[Start of section]
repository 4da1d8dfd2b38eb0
use std::path::PathBuf;

use serde::Deserialize;

use crate::result::Result;

const PREFIX: &str = "PHOTOROLL_";

#[derive(Deserialize, Debug, Clone)]
pub struct Config {
    pub host: String,
    #[serde(default = "default_port")]
    pub port: u16,
    pub db_uri: String,
    pub db_database: String,
    #[serde(default = "default_images_dir")]
    pub images_dir: PathBuf,
    /// Upper bound for a single uploaded file, in bytes.
    #[serde(default = "default_max_upload_size")]
    pub max_upload_size: usize,
}

fn default_port() -> u16 {
    8080
}

fn default_images_dir() -> PathBuf {
    PathBuf::from("public/images")
}

fn default_max_upload_size() -> usize {
    10 * 1024 * 1024
}

impl Config {
    pub fn from_env() -> Result<Config> {
        Ok(envy::prefixed(PREFIX).from_env::<Config>()?)
    }

    pub fn from_vars<I>(vars: I) -> Result<Config>
    where
        I: IntoIterator<Item = (String, String)>,
    {
        Ok(envy::prefixed(PREFIX).from_iter::<_, Config>(vars)?)
    }

    pub fn bind_name(&self) -> String {
        format!("{host}:{port}", host = self.host, port = self.port)
    }
}
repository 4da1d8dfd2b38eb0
pub mod config;
pub mod result;
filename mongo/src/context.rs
use mongodm::{
    mongo::{options::ClientOptions, Client, Database},
    Model, Repository, ToRepository,
};

use crate::utils::{config::Config, result::Result};

pub trait MongodmContext
where
    Self: Clone,
{
    fn repo<M: Model>(&self) -> Repository<M>;
}

/// Long-lived handle on one database. Cloning shares the underlying
/// connection pool.
#[derive(Clone, Debug)]
pub struct Context {
    client: Client,
    database_name: String,
}

impl Context {
    pub async fn new(config: &Config) -> Result<Self> {
        Self::connect(&config.db_uri, &config.db_database).await
    }

    pub async fn build_in_test(uri: &str, database_name: &str) -> Result<Self> {
        Self::connect(uri, database_name).await
    }

    async fn connect(uri: &str, database_name: &str) -> Result<Self> {
        let mut option = ClientOptions::parse(uri).await?;
        option.app_name.get_or_insert_with(|| String::from("photoroll"));
        let client = Client::with_options(option)?;
        Ok(Context {
            client,
            database_name: String::from(database_name),
        })
    }

    #[inline]
    pub fn database(&self) -> Database {
        self.client.database(&self.database_name)
    }
}

impl MongodmContext for Context {
    #[inline]
    fn repo<M>(&self) -> Repository<M>
    where
        M: Model,
    {
        self.database().repository::<M>()
    }
}
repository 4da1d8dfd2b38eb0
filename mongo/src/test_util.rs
use std::{env::var, sync::Arc};

use crate::context::Context;
use crate::utils::result::Result;

/// Runs `f` against the database named by `MONGO_TEST_DATABASE` and drops it
/// afterwards, whatever `f` returned.
pub async fn with_mongo<Fut>(f: impl FnOnce(Arc<Context>) -> Fut) -> Result<()>
where
    Fut: std::future::Future<Output = Result<()>>,
{
    let ctx = {
        let uri = var("MONGO_TEST_URI")?;
        let database = var("MONGO_TEST_DATABASE")?;
        let m = Context::build_in_test(&uri, &database).await?;
        Arc::new(m)
    };
    let result = f(Arc::clone(&ctx)).await;
    ctx.database().drop(None).await?;
    result
}
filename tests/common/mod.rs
//! Shared utilities for integration tests.

#![allow(dead_code)]

use std::net::SocketAddr;
use std::sync::atomic::{AtomicUsize, Ordering};
use std::sync::{Arc, Mutex};
use std::time::Duration;

use async_trait::async_trait;
use axum::extract::{Path, Query, State};
use axum::http::{HeaderMap, HeaderValue, StatusCode};
use axum::response::{IntoResponse, Response};
use axum::routing::get;
use axum::{Json, Router};
use serde::Deserialize;
use serde_json::{json, Value};
use tokio::net::TcpListener;

use issue_proxy::config::ServiceConfig;
use issue_proxy::upstream::{Page, PageCursor, ResourceKey, UpstreamClient};
use issue_proxy::{FetchResult, HttpServer, Shutdown};

/// A running service under test.
pub struct TestService {
    pub addr: SocketAddr,
    pub shutdown: Shutdown,
}

impl TestService {
    pub fn url(&self, path: &str) -> String {
        format!("http://{}{}", self.addr, path)
    }
}

impl Drop for TestService {
    fn drop(&mut self) {
        self.shutdown.trigger();
    }
}

/// Config suitable for tests: ephemeral port, metrics off.
pub fn test_config() -> ServiceConfig {
    let mut config = ServiceConfig::default();
    config.listener.bind_address = "127.0.0.1:0".to_string();
    config.observability.metrics_enabled = false;
    config
}

/// Start the service on an ephemeral port in front of `client`.
pub async fn start_service(config: ServiceConfig, client: Arc<dyn UpstreamClient>) -> TestService {
    let listener = TcpListener::bind("127.0.0.1:0").await.unwrap();
    let addr = listener.local_addr().unwrap();

    let shutdown = Shutdown::new();
    let server = HttpServer::new(config, client);
    let server_shutdown = shutdown.subscribe();
    tokio::spawn(async move {
        let _ = server.run(listener, server_shutdown).await;
    });

    TestService { addr, shutdown }
}

pub fn http_client() -> reqwest::Client {
    reqwest::Client::builder()
        .pool_max_idle_per_host(0)
        .no_proxy()
        .build()
        .unwrap()
}

pub fn issue(number: u64) -> Value {
    json!({
        "number": number,
        "title": format!("Issue #{}", number),
        "state": "open",
        "labels": [{ "name": "bug" }],
    })
}

/// Scripted upstream: a single page with a configurable outcome and delay.
pub struct FakeUpstream {
    outcome: Mutex<FetchResult<Vec<Value>>>,
    delay: Duration,
    calls: AtomicUsize,
}

impl FakeUpstream {
    pub fn new(outcome: FetchResult<Vec<Value>>) -> Arc<Self> {
        Self::with_delay(outcome, Duration::ZERO)
    }

    pub fn with_delay(outcome: FetchResult<Vec<Value>>, delay: Duration) -> Arc<Self> {
        Arc::new(Self {
            outcome: Mutex::new(outcome),
            delay,
            calls: AtomicUsize::new(0),
        })
    }

    pub fn set_outcome(&self, outcome: FetchResult<Vec<Value>>) {
        *self.outcome.lock().unwrap() = outcome;
    }

    pub fn calls(&self) -> usize {
        self.calls.load(Ordering::SeqCst)
    }
}

#[async_trait]
impl UpstreamClient for FakeUpstream {
    async fn fetch_page(&self, _key: &ResourceKey, _cursor: Option<&PageCursor>) -> FetchResult<Page> {
        self.calls.fetch_add(1, Ordering::SeqCst);
        if !self.delay.is_zero() {
            tokio::time::sleep(self.delay).await;
        }
        let records = self.outcome.lock().unwrap().clone()?;
        Ok(Page {
            records,
            next: None,
            rate_limit: None,
        })
    }
}

/// Canned behaviour for the mock GitHub API.
#[derive(Clone)]
pub enum MockReply {
    /// Serve these pages, linking each to the next.
    Pages(Vec<Vec<Value>>),
    /// Reply with a status and headers, empty JSON object body.
    Status(u16, Vec<(&'static str, &'static str)>),
    /// Sleep before serving a single empty page.
    Slow(Duration),
}

pub struct MockGitHub {
    pub addr: SocketAddr,
    pub hits: Arc<AtomicUsize>,
    pub authorization: Arc<Mutex<Vec<Option<String>>>>,
}

#[derive(Clone)]
struct MockState {
    addr: SocketAddr,
    reply: MockReply,
    hits: Arc<AtomicUsize>,
    authorization: Arc<Mutex<Vec<Option<String>>>>,
}

#[derive(Deserialize)]
struct PageQuery {
    page: Option<usize>,
    state: Option<String>,
}

/// Start a GitHub-like API serving `/repos/{owner}/{repo}/{kind}`.
pub async fn start_mock_github(reply: MockReply) -> MockGitHub {
    let listener = TcpListener::bind("127.0.0.1:0").await.unwrap();
    let addr = listener.local_addr().unwrap();
    let hits = Arc::new(AtomicUsize::new(0));
    let authorization = Arc::new(Mutex::new(Vec::new()));

    let state = MockState {
        addr,
        reply,
        hits: hits.clone(),
        authorization: authorization.clone(),
    };
    let app = Router::new()
        .route("/repos/{owner}/{repo}/{kind}", get(mock_collection))
        .with_state(state);

    tokio::spawn(async move {
        let _ = axum::serve(listener, app).await;
    });

    MockGitHub {
        addr,
        hits,
        authorization,
    }
}

async fn mock_collection(
    State(state): State<MockState>,
    Path((owner, repo, kind)): Path<(String, String, String)>,
    Query(query): Query<PageQuery>,
    headers: HeaderMap,
) -> Response {
    state.hits.fetch_add(1, Ordering::SeqCst);
    state.authorization.lock().unwrap().push(
        headers
            .get("authorization")
            .and_then(|v| v.to_str().ok())
            .map(str::to_string),
    );
    assert_eq!(query.state.as_deref().unwrap_or("open"), "open");

    match state.reply {
        MockReply::Pages(pages) => {
            let page = query.page.unwrap_or(1).max(1);
            let records = pages.get(page - 1).cloned().unwrap_or_default();
            let mut response = Json(records).into_response();
            if page < pages.len() {
                let link = format!(
                    "<http://{}/repos/{}/{}/{}?state=open&page={}>; rel=\"next\", \
                     <http://{}/repos/{}/{}/{}?state=open&page={}>; rel=\"last\"",
                    state.addr, owner, repo, kind, page + 1,
                    state.addr, owner, repo, kind, pages.len(),
                );
                response
                    .headers_mut()
                    .insert("link", HeaderValue::from_str(&link).unwrap());
            }
            response
                .headers_mut()
                .insert("x-ratelimit-remaining", HeaderValue::from_static("4999"));
            response
        }
        MockReply::Status(status, extra) => {
            let mut response = (
                StatusCode::from_u16(status).unwrap(),
                Json(json!({ "message": "mock error" })),
            )
                .into_response();
            for (name, value) in extra {
                response
                    .headers_mut()
                    .insert(name, HeaderValue::from_static(value));
            }
            response
        }
        MockReply::Slow(delay) => {
            tokio::time::sleep(delay).await;
            Json(Vec::<Value>::new()).into_response()
        }
    }
}
//! Error taxonomy shared by the upstream client, deduplicator and handler.
//!
//! # Design Decisions
//! - One enum for every layer; only the HTTP layer maps kinds to status codes
//! - `Clone` so a single fetch outcome can be fanned out to every waiter
//! - Upstream errors pass through the deduplicator unchanged

use std::time::Duration;
use thiserror::Error;

/// Errors produced while resolving a collection request.
#[derive(Debug, Clone, PartialEq, Eq, Error)]
pub enum FetchError {
    /// The inbound request could not be mapped to a resource key.
    #[error("bad request: {0}")]
    BadRequest(String),

    /// Upstream reports the resource does not exist.
    #[error("resource not found: {0}")]
    NotFound(String),

    /// Upstream rate limit hit; the caller owns backoff.
    #[error("upstream rate limit exceeded, retry after {}s", retry_after.as_secs())]
    RateLimited { retry_after: Duration },

    /// Network failure, timeout, or upstream server error.
    #[error("upstream unavailable: {0}")]
    Unavailable(String),

    /// Upstream refused the request or returned an unusable payload.
    #[error("upstream rejected request: {0}")]
    UpstreamRejected(String),

    #[error("internal error: {0}")]
    Internal(String),
}

impl FetchError {
    /// Short label used for metrics and logs.
    pub fn kind(&self) -> &'static str {
        match self {
            FetchError::BadRequest(_) => "bad_request",
            FetchError::NotFound(_) => "not_found",
            FetchError::RateLimited { .. } => "rate_limited",
            FetchError::Unavailable(_) => "unavailable",
            FetchError::UpstreamRejected(_) => "upstream_rejected",
            FetchError::Internal(_) => "internal",
        }
    }
}

/// Result type for fetch operations.
pub type FetchResult<T> = Result<T, FetchError>;
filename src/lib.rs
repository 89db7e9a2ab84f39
//! Cached, deduplicating proxy for GitHub repository collections.

pub mod cache;
pub mod config;
pub mod dedup;
pub mod error;
pub mod http;
pub mod lifecycle;
pub mod observability;
pub mod upstream;

pub use config::ServiceConfig;
pub use error::{FetchError, FetchResult};
pub use http::HttpServer;
pub use lifecycle::Shutdown;
//! Request parsing and identification.
//!
//! # Responsibilities
//! - Map request paths and query strings to a `ResourceKey`
//! - Attach the request ID to the per-request tracing span
//!
//! # Design Decisions
//! - Malformed keys fail before any cache or upstream work
//! - Request ID added as early as possible for tracing

use axum::body::Body;
use axum::http::Request;
use serde::Deserialize;
use tracing::Span;

use crate::config::DefaultResourceConfig;
use crate::error::{FetchError, FetchResult};
use crate::upstream::{ResourceKey, ResourceKind};

/// Header carrying the per-request correlation ID.
pub const X_REQUEST_ID: &str = "x-request-id";

/// Query parameters accepted at `/`.
#[derive(Debug, Default, Deserialize)]
pub struct KeyQuery {
    pub owner: Option<String>,
    pub repo: Option<String>,
    pub kind: Option<String>,
}

/// Build a key from the decoded segments of `/repos/{owner}/{repo}[/{kind}]`.
///
/// Each segment is decoded on its own, so an escaped `/` stays inside its
/// segment and fails name validation.
pub fn key_from_segments(owner: &str, repo: &str, kind: Option<&str>) -> FetchResult<ResourceKey> {
    let kind = match kind {
        Some(kind) => kind.parse()?,
        None => ResourceKind::Issues,
    };
    ResourceKey::new(owner, repo, kind)
}

/// Explain why a `/repos` path matched none of the collection routes.
pub fn reject_repos_path(path: &str) -> FetchError {
    let tail = path.strip_prefix("/repos").unwrap_or(path).trim_start_matches('/');
    let segments: Vec<&str> = tail.split('/').collect();
    match segments.as_slice() {
        [""] | ["", ..] => FetchError::BadRequest("missing owner name".into()),
        [_owner] | [_owner, ""] => FetchError::BadRequest("missing repository name".into()),
        _ => FetchError::BadRequest(format!("unrecognized resource path '/repos/{}'", tail)),
    }
}

/// Whether `path` lies under the `/repos` collection prefix.
pub fn is_repos_path(path: &str) -> bool {
    path == "/repos" || path.starts_with("/repos/")
}

/// Resolve `/` query parameters against the configured default resource.
pub fn key_from_query(query: &KeyQuery, default: &DefaultResourceConfig) -> FetchResult<ResourceKey> {
    let kind = match query.kind.as_deref() {
        Some(kind) => kind.parse()?,
        None => default.kind,
    };
    match (query.owner.as_deref(), query.repo.as_deref()) {
        (None, None) => ResourceKey::new(&default.owner, &default.repo, kind),
        (Some(owner), Some(repo)) => ResourceKey::new(owner, repo, kind),
        (Some(_), None) => Err(FetchError::BadRequest("missing repository name".into())),
        (None, Some(_)) => Err(FetchError::BadRequest("missing owner name".into())),
    }
}

/// Span for one inbound request, tagged with its request ID.
pub fn request_span(request: &Request<Body>) -> Span {
    let request_id = request
        .headers()
        .get(X_REQUEST_ID)
        .and_then(|v| v.to_str().ok())
        .unwrap_or("unknown");
    tracing::info_span!(
        "request",
        request_id = %request_id,
        method = %request.method(),
        path = %request.uri().path(),
    )
}
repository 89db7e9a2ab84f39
//! HTTP protocol handling subsystem.
//!
//! # Data Flow
//! ```text
//! TCP connection
//!     → server.rs (Axum setup, middleware)
//!     → request.rs (request ID span, ResourceKey parsing)
//!     → handlers.rs (cache → dedup → upstream)
//!     → response.rs (headers, error → status mapping)
//!     → Send to client
//! ```

pub mod handlers;
pub mod request;
pub mod response;
pub mod server;

pub use request::X_REQUEST_ID;
pub use response::{CacheStatus, X_CACHE};
pub use server::{AppState, HttpServer};
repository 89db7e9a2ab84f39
//! Response caching subsystem.
//!
//! # Data Flow
//! ```text
//! handler lookup
//!     → freshness.rs get (fresh within TTL → hit)
//!     → miss → dedup fetch → freshness.rs put (new version)
//!     → on refresh failure, optionally get_stale
//! ```
//!
//! # Design Decisions
//! - Entries are never expired proactively; age only turns a read into a miss
//! - Capacity is bounded by least-recently-used eviction
//! - Versions come from one counter so they never go backwards for a key

pub mod freshness;

pub use freshness::{CacheEntry, CacheStats, FreshnessCache};
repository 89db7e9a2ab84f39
//! OS signal handling.

/// Resolve on Ctrl-C, or SIGTERM on Unix.
pub async fn wait_for_signal() {
    let ctrl_c = async {
        if let Err(e) = tokio::signal::ctrl_c().await {
            tracing::error!(error = %e, "Failed to listen for Ctrl-C");
            std::future::pending::<()>().await;
        }
    };

    #[cfg(unix)]
    let terminate = async {
        match tokio::signal::unix::signal(tokio::signal::unix::SignalKind::terminate()) {
            Ok(mut signal) => {
                signal.recv().await;
            }
            Err(e) => {
                tracing::error!(error = %e, "Failed to listen for SIGTERM");
                std::future::pending::<()>().await;
            }
        }
    };

    #[cfg(not(unix))]
    let terminate = std::future::pending::<()>();

    tokio::select! {
        _ = ctrl_c => {},
        _ = terminate => {},
    }

    tracing::info!("Shutdown signal received");
}
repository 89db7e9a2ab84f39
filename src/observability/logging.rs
//! Structured logging.
//!
//! Uses `tracing` with an `EnvFilter`: `RUST_LOG` wins, otherwise the
//! configured level applies to this crate and tower-http's request spans.

use tracing_subscriber::{layer::SubscriberExt, util::SubscriberInitExt, EnvFilter};

/// Install the global subscriber.
pub fn init_tracing(log_level: &str) {
    let fallback = format!("issue_proxy={},tower_http=info", log_level);
    tracing_subscriber::registry()
        .with(EnvFilter::try_from_default_env().unwrap_or_else(|_| fallback.into()))
        .with(tracing_subscriber::fmt::layer())
        .init();
}
//! GitHub REST client for repository collections.
//!
//! # Responsibilities
//! - Build collection URLs for a `ResourceKey`
//! - Follow `Link: rel="next"` pagination
//! - Translate status codes and rate-limit headers into `FetchError`
//!
//! # Design Decisions
//! - The request deadline is the reqwest client timeout
//! - Next-page URLs must stay on the configured origin so the token never leaks

use std::time::{Duration, SystemTime, UNIX_EPOCH};

use async_trait::async_trait;
use reqwest::header::{HeaderMap, HeaderValue, ACCEPT, AUTHORIZATION, LINK, RETRY_AFTER};
use reqwest::StatusCode;
use url::Url;

use crate::config::UpstreamConfig;
use crate::error::{FetchError, FetchResult};
use crate::upstream::client::UpstreamClient;
use crate::upstream::types::{Page, PageCursor, RateLimitInfo, Record, ResourceKey};

const API_VERSION: &str = "2022-11-28";
const DEFAULT_RETRY_AFTER: Duration = Duration::from_secs(60);

/// Upstream client for `api.github.com` (or a compatible base URL).
#[derive(Clone)]
pub struct GitHubClient {
    http: reqwest::Client,
    base_url: Url,
    per_page: u32,
}

impl GitHubClient {
    /// Create a client from upstream configuration.
    pub fn new(config: &UpstreamConfig) -> FetchResult<Self> {
        let base_url = Url::parse(&config.base_url).map_err(|e| {
            FetchError::Internal(format!("invalid upstream base URL '{}': {}", config.base_url, e))
        })?;

        let mut headers = HeaderMap::new();
        headers.insert(ACCEPT, HeaderValue::from_static("application/vnd.github+json"));
        headers.insert("x-github-api-version", HeaderValue::from_static(API_VERSION));
        if let Some(token) = config.token.as_deref().filter(|t| !t.is_empty()) {
            let mut value = HeaderValue::from_str(&format!("Bearer {}", token))
                .map_err(|_| FetchError::Internal("upstream token is not a valid header value".into()))?;
            value.set_sensitive(true);
            headers.insert(AUTHORIZATION, value);
        }

        let http = reqwest::Client::builder()
            .user_agent(config.user_agent.clone())
            .default_headers(headers)
            .timeout(Duration::from_secs(config.timeout_secs))
            .build()
            .map_err(|e| FetchError::Internal(format!("failed to build HTTP client: {}", e)))?;

        tracing::info!(
            base_url = %base_url,
            authenticated = config.token.as_deref().is_some_and(|t| !t.is_empty()),
            timeout_secs = config.timeout_secs,
            "GitHub client initialized"
        );

        Ok(Self {
            http,
            base_url,
            per_page: config.per_page,
        })
    }

    /// URL of the first page of a collection.
    fn first_page_url(&self, key: &ResourceKey) -> FetchResult<Url> {
        let mut url = self.base_url.clone();
        url.path_segments_mut()
            .map_err(|_| FetchError::Internal(format!("base URL '{}' cannot carry a path", self.base_url)))?
            .pop_if_empty()
            .extend(["repos", key.owner(), key.repo(), key.kind().as_str()]);
        url.query_pairs_mut()
            .append_pair("state", "open")
            .append_pair("per_page", &self.per_page.to_string());
        Ok(url)
    }

    fn cursor_url(&self, cursor: &PageCursor) -> FetchResult<Url> {
        let url = Url::parse(&cursor.0)
            .map_err(|e| FetchError::UpstreamRejected(format!("malformed next-page link: {}", e)))?;
        if url.origin() != self.base_url.origin() {
            return Err(FetchError::UpstreamRejected(format!(
                "next-page link points at foreign origin {}",
                url.origin().ascii_serialization()
            )));
        }
        Ok(url)
    }
}

#[async_trait]
impl UpstreamClient for GitHubClient {
    async fn fetch_page(&self, key: &ResourceKey, cursor: Option<&PageCursor>) -> FetchResult<Page> {
        let url = match cursor {
            Some(cursor) => self.cursor_url(cursor)?,
            None => self.first_page_url(key)?,
        };

        tracing::debug!(key = %key, url = %url, "Requesting upstream page");

        let response = self.http.get(url).send().await.map_err(transport_error)?;
        let status = response.status();
        let headers = response.headers().clone();
        let rate_limit = parse_rate_limit(&headers);

        if !status.is_success() {
            let err = classify_status(status, &headers, SystemTime::now());
            tracing::warn!(key = %key, status = %status, error = %err, "Upstream returned error status");
            return Err(match err {
                FetchError::NotFound(_) => FetchError::NotFound(key.to_string()),
                other => other,
            });
        }

        let records: Vec<Record> = response.json().await.map_err(|e| {
            if e.is_timeout() {
                FetchError::Unavailable(format!("upstream body timed out: {}", e))
            } else {
                FetchError::UpstreamRejected(format!("undecodable upstream payload: {}", e))
            }
        })?;

        let next = headers
            .get(LINK)
            .and_then(|v| v.to_str().ok())
            .and_then(parse_next_link)
            .map(PageCursor);

        Ok(Page {
            records,
            next,
            rate_limit,
        })
    }
}

impl std::fmt::Debug for GitHubClient {
    fn fmt(&self, f: &mut std::fmt::Formatter<'_>) -> std::fmt::Result {
        f.debug_struct("GitHubClient")
            .field("base_url", &self.base_url.as_str())
            .field("per_page", &self.per_page)
            .finish()
    }
}

fn transport_error(e: reqwest::Error) -> FetchError {
    if e.is_builder() {
        FetchError::Internal(format!("failed to build upstream request: {}", e))
    } else {
        FetchError::Unavailable(e.to_string())
    }
}

/// Map a non-success upstream status to an error kind.
pub fn classify_status(status: StatusCode, headers: &HeaderMap, now: SystemTime) -> FetchError {
    let budget_exhausted = header_u64(headers, "x-ratelimit-remaining") == Some(0);
    match status {
        StatusCode::TOO_MANY_REQUESTS => FetchError::RateLimited {
            retry_after: retry_after(headers, now),
        },
        StatusCode::FORBIDDEN if budget_exhausted || headers.contains_key(RETRY_AFTER) => {
            FetchError::RateLimited {
                retry_after: retry_after(headers, now),
            }
        }
        StatusCode::NOT_FOUND | StatusCode::GONE => FetchError::NotFound(status.to_string()),
        s if s.is_server_error() => FetchError::Unavailable(format!("upstream status {}", s)),
        s => FetchError::UpstreamRejected(format!("upstream status {}", s)),
    }
}

/// How long upstream asks us to wait: `retry-after`, then the reset epoch, then a default.
fn retry_after(headers: &HeaderMap, now: SystemTime) -> Duration {
    if let Some(secs) = header_u64(headers, RETRY_AFTER.as_str()) {
        return Duration::from_secs(secs);
    }
    if let Some(reset) = header_u64(headers, "x-ratelimit-reset") {
        let now_secs = now.duration_since(UNIX_EPOCH).unwrap_or_default().as_secs();
        return Duration::from_secs(reset.saturating_sub(now_secs).max(1));
    }
    DEFAULT_RETRY_AFTER
}

fn parse_rate_limit(headers: &HeaderMap) -> Option<RateLimitInfo> {
    let limit = header_u64(headers, "x-ratelimit-limit");
    let remaining = header_u64(headers, "x-ratelimit-remaining");
    let reset_at = header_u64(headers, "x-ratelimit-reset")
        .map(|secs| UNIX_EPOCH + Duration::from_secs(secs));
    if limit.is_none() && remaining.is_none() && reset_at.is_none() {
        return None;
    }
    Some(RateLimitInfo {
        limit,
        remaining,
        reset_at,
    })
}

fn header_u64(headers: &HeaderMap, name: &str) -> Option<u64> {
    headers.get(name)?.to_str().ok()?.trim().parse().ok()
}

/// Extract the `rel="next"` target from an RFC 8288 `Link` header.
pub fn parse_next_link(value: &str) -> Option<String> {
    value.split(',').find_map(|link| {
        let mut parts = link.split(';');
        let target = parts.next()?.trim();
        let is_next = parts.any(|param| {
            let param = param.trim();
            param == "rel=\"next\"" || param == "rel=next"
        });
        if !is_next {
            return None;
        }
        target
            .strip_prefix('<')?
            .strip_suffix('>')
            .map(str::to_string)
    })
}
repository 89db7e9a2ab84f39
//! Metrics collection and exposition.
//!
//! # Metrics
//! - `issue_proxy_requests_total` (counter): inbound requests by status
//! - `issue_proxy_request_duration_seconds` (histogram): handler latency
//! - `issue_proxy_cache_events_total` (counter): hit, miss, expired, stale, eviction
//! - `issue_proxy_cache_entries` (gauge): cached collections
//! - `issue_proxy_upstream_fetches_total` (counter): fetch outcomes by error kind
//! - `issue_proxy_upstream_pages_total` (counter): pages read upstream
//! - `issue_proxy_upstream_rate_limit_remaining` (gauge): last reported budget
//! - `issue_proxy_dedup_waiters_total` (counter): requests that joined an in-flight fetch
//!
//! Recording is a no-op until a recorder is installed, so library code and
//! tests can call these freely.

use std::net::SocketAddr;
use std::time::Instant;

use metrics::{counter, gauge, histogram};
use metrics_exporter_prometheus::PrometheusBuilder;

/// Install the Prometheus recorder and its scrape listener.
pub fn init_metrics(addr: SocketAddr) {
    match PrometheusBuilder::new().with_http_listener(addr).install() {
        Ok(()) => tracing::info!(address = %addr, "Metrics exporter listening"),
        Err(e) => tracing::error!(address = %addr, error = %e, "Failed to install metrics exporter"),
    }
}

pub fn record_request(status: u16, start: Instant) {
    counter!("issue_proxy_requests_total", "status" => status.to_string()).increment(1);
    histogram!("issue_proxy_request_duration_seconds").record(start.elapsed().as_secs_f64());
}

pub fn record_cache_event(event: &'static str) {
    counter!("issue_proxy_cache_events_total", "event" => event).increment(1);
}

pub fn record_cache_size(entries: usize) {
    gauge!("issue_proxy_cache_entries").set(entries as f64);
}

pub fn record_upstream_fetch(outcome: &'static str) {
    counter!("issue_proxy_upstream_fetches_total", "outcome" => outcome).increment(1);
}

pub fn record_upstream_page() {
    counter!("issue_proxy_upstream_pages_total").increment(1);
}

pub fn record_rate_limit_remaining(remaining: u64) {
    gauge!("issue_proxy_upstream_rate_limit_remaining").set(remaining as f64);
}

pub fn record_dedup_waiter() {
    counter!("issue_proxy_dedup_waiters_total").increment(1);
}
[End of section]
Retype the portion of the data above that starts on the line with "let _ = axum::serve(listener, app).await;" and finishes on the line with "to status codes", including both of those lines.

        let _ = axum::serve(listener, app).await;
    });

    MockGitHub {
        addr,
        hits,
        authorization,
    }
}

async fn mock_collection(
    State(state): State<MockState>,
    Path((owner, repo, kind)): Path<(String, String, String)>,
    Query(query): Query<PageQuery>,
    headers: HeaderMap,
) -> Response {
    state.hits.fetch_add(1, Ordering::SeqCst);
    state.authorization.lock().unwrap().push(
        headers
            .get("authorization")
            .and_then(|v| v.to_str().ok())
            .map(str::to_string),
    );
    assert_eq!(query.state.as_deref().unwrap_or("open"), "open");

    match state.reply {
        MockReply::Pages(pages) => {
            let page = query.page.unwrap_or(1).max(1);
            let records = pages.get(page - 1).cloned().unwrap_or_default();
            let mut response = Json(records).into_response();
            if page < pages.len() {
                let link = format!(
                    "<http://{}/repos/{}/{}/{}?state=open&page={}>; rel=\"next\", \
                     <http://{}/repos/{}/{}/{}?state=open&page={}>; rel=\"last\"",
                    state.addr, owner, repo, kind, page + 1,
                    state.addr, owner, repo, kind, pages.len(),
                );
                response
                    .headers_mut()
                    .insert("link", HeaderValue::from_str(&link).unwrap());
            }
            response
                .headers_mut()
                .insert("x-ratelimit-remaining", HeaderValue::from_static("4999"));
            response
        }
        MockReply::Status(status, extra) => {
            let mut response = (
                StatusCode::from_u16(status).unwrap(),
                Json(json!({ "message": "mock error" })),
            )
                .into_response();
            for (name, value) in extra {
                response
                    .headers_mut()
                    .insert(name, HeaderValue::from_static(value));
            }
            response
        }
        MockReply::Slow(delay) => {
            tokio::time::sleep(delay).await;
            Json(Vec::<Value>::new()).into_response()
        }
    }
}
//! Error taxonomy shared by the upstream client, deduplicator and handler.
//!
//! # Design Decisions
//! - One enum for every layer; only the HTTP layer maps kinds to status codes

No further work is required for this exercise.